Behavioral Health Workforce: Quality Assurance Practices in Mental Health Treatment Facilities
Authors

Laura J. Sherman, Ph.D., Sean E. Lynch, Ph.D., L.C.S.W., Catherine G. Greeno, Ph.D., and Elizabeth M. Hoeffel

Introduction

    
Nationwide, there is concern about shortages, retention, and training in the behavioral health workforce.1,2 Tremendous changes have occurred in recent years in the way mental health services are delivered, suggesting that mental health workers may need support and supervision to help them keep pace with changing practices.3 In the field of mental health, research is developing and supporting new and innovative treatment strategies, but practitioners may not be able to deliver these important evidence-based practices without training.4,5 The Annapolis Coalition, a prominent public-private partnership devoted to understanding and addressing the behavioral health workforce crisis, supported in part by the Substance Abuse and Mental Health Services Administration (SAMHSA), has made the improvement of training and staff education a primary goal.1

Members of the behavioral health workforce benefit from continued training and clinical supervision to maintain high-quality services.
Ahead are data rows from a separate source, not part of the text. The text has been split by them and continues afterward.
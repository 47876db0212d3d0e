use std::{
    fs,
    path::{Path, PathBuf},
};

use serde::Deserialize;
use tracing::info;
use warbler::{
    compiler::{Compilation, Compiler, Entry},
    Bank,
};

use crate::{dump::load, manifest::Manifest, status::Status, TARGET};

/// The contents of an entry file.
#[derive(Deserialize, Debug)]
struct Entries {
    #[serde(default, rename = "entry")]
    entries: Vec<Definition>,
}

#[derive(Deserialize, Debug)]
struct Definition {
    name: String,
    text: String,
}

/// Parses the `[[entry]]` tables of an entry file, in order.
pub fn parse_entries(source: &str, origin: &str) -> Result<Vec<Entry>, String> {
    let parsed: Entries = toml::from_str(source)
        .map_err(|e| format!("Could not parse entry file '{}': {}", origin, e))?;

    Ok(parsed
        .entries
        .into_iter()
        .map(|definition| Entry::from((definition.name, definition.text)))
        .collect())
}

fn read_entries(file: &Path) -> Result<Vec<Entry>, String> {
    let source = fs::read_to_string(file)
        .map_err(|_| format!("Could not read entry file '{}'", file.display()))?;
    parse_entries(&source, &file.display().to_string())
}

/// Compiles a whole package, reporting unresolved references.
pub fn compile(path: &Path) -> Result<(Manifest, PathBuf, Compilation), String> {
    let (manifest, root) = Manifest::package(path)?;
    let root = root.to_path_buf();

    let linked = manifest
        .compiler
        .link
        .iter()
        .map(|bank| load(&root.join(bank)))
        .collect::<Result<Vec<Bank>, String>>()?;
    if !linked.is_empty() {
        Status::info().log(&format!("Linking against {} bank(s)", linked.len()));
    }

    let mut entries = vec![];
    for file in manifest.sources(&root)? {
        entries.append(&mut read_entries(&file)?);
    }

    let mut compiler = Compiler::new(manifest.config()?);
    let mut compilation = Compilation::default();
    for step in compiler.steps(entries, &linked, &mut compilation) {
        let name = step.map_err(|e| e.to_string())?;
        info!(entry = %name, "compiled");
    }

    if !compilation.unresolved_names.is_empty() {
        Status::warn().list("Unresolved macro names:", compilation.unresolved_names.iter());
    }
    if !compilation.unresolved_ids.is_empty() {
        Status::warn().list(
            "Unresolved macro ids:",
            compilation.unresolved_ids.iter().map(|id| format!("{:#010x}", id)),
        );
    }

    Ok((manifest, root, compilation))
}

fn summary(compilation: &Compilation) -> String {
    let stats = &compilation.stats;
    format!(
        "{} macro(s), {} string(s), {} literal(s) reused",
        stats.macros, stats.strings, stats.reused
    )
}

pub fn build(path: PathBuf) -> Result<(), String> {
    let (manifest, root, compilation) = compile(&path)?;

    let target = root.join(TARGET);
    fs::create_dir_all(&target).map_err(|_| "Could not create target directory")?;

    let file = target.join(format!("{}.bank.json", manifest.package.name));
    let json = serde_json::to_string_pretty(&compilation.bank)
        .map_err(|e| format!("Could not serialize bank: {}", e))?;
    fs::write(&file, json).map_err(|_| format!("Could not write bank '{}'", file.display()))?;

    Status::success().log(&format!("Wrote {} ({})", file.display(), summary(&compilation)));
    Ok(())
}

pub fn check(path: PathBuf) -> Result<(), String> {
    let (manifest, _, compilation) = compile(&path)?;

    if manifest.compiler.deny_unresolved && !compilation.is_resolved() {
        return Err(format!(
            "{} unresolved reference(s), and the manifest denies them",
            compilation.unresolved_names.len() + compilation.unresolved_ids.len()
        ));
    }

    if !compilation.is_resolved() {
        Status::note().log("Unresolved references are allowed, set `deny_unresolved` to reject them");
    }

    Status::success().log(&format!("Checked '{}': {}", manifest.package.name, summary(&compilation)));
    Ok(())
}

#[cfg(test)]
mod test {
    use super::*;

    fn package(manifest: &str, entries: &str) -> tempfile::TempDir {
        let dir = tempfile::tempdir().unwrap();
        fs::write(dir.path().join(crate::MANIFEST), manifest).unwrap();
        fs::create_dir(dir.path().join(crate::SOURCE)).unwrap();
        fs::write(dir.path().join(crate::SOURCE).join("lines.toml"), entries).unwrap();
        dir
    }

    const ENTRIES: &str = r#"
[[entry]]
name = "greet"
text = "Hello {who}"
"#;

    #[test]
    fn builds_a_bank() {
        let dir = package(
            "[package]\nname = \"demo\"\nversion = \"0.1.0\"\nauthors = []\n\n\
             [[shorthand]]\nkind = \"macro\"\nopen = \"{\"\nclose = \"}\"\n",
            ENTRIES,
        );

        build(dir.path().to_path_buf()).unwrap();
        let bank = load(&dir.path().join(TARGET).join("demo.bank.json")).unwrap();
        assert_eq!(bank.macros.len(), 1);
        assert_eq!(bank.strings, vec!["Hello ".to_string()]);
    }

    #[test]
    fn check_denies_unresolved() {
        let dir = package(
            "[package]\nname = \"demo\"\nversion = \"0.1.0\"\nauthors = []\n\n\
             [compiler]\ndeny_unresolved = true\n\n\
             [[shorthand]]\nkind = \"macro\"\nopen = \"{\"\nclose = \"}\"\n",
            ENTRIES,
        );

        assert!(check(dir.path().to_path_buf()).is_err());
    }

    #[test]
    fn syntax_errors_fail_the_build() {
        let dir = package(
            "[package]\nname = \"demo\"\nversion = \"0.1.0\"\nauthors = []\n",
            "[[entry]]\nname = \"broken\"\ntext = \"?(if a)never closed\"\n",
        );

        let error = build(dir.path().to_path_buf()).unwrap_err();
        assert!(error.contains("Unclosed conditional"));
    }
}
In addition, these practices may prevent staff from experiencing burnout2 and may assist in overcoming challenges in retention of qualified workers. For example, positive leadership (i.e., transformational leadership) has been shown to serve as a protective factor in community mental health providers' emotional exhaustion and turnover.6 Mental health treatment facilities can play a key role in supporting their workforce through training and supervision practices. 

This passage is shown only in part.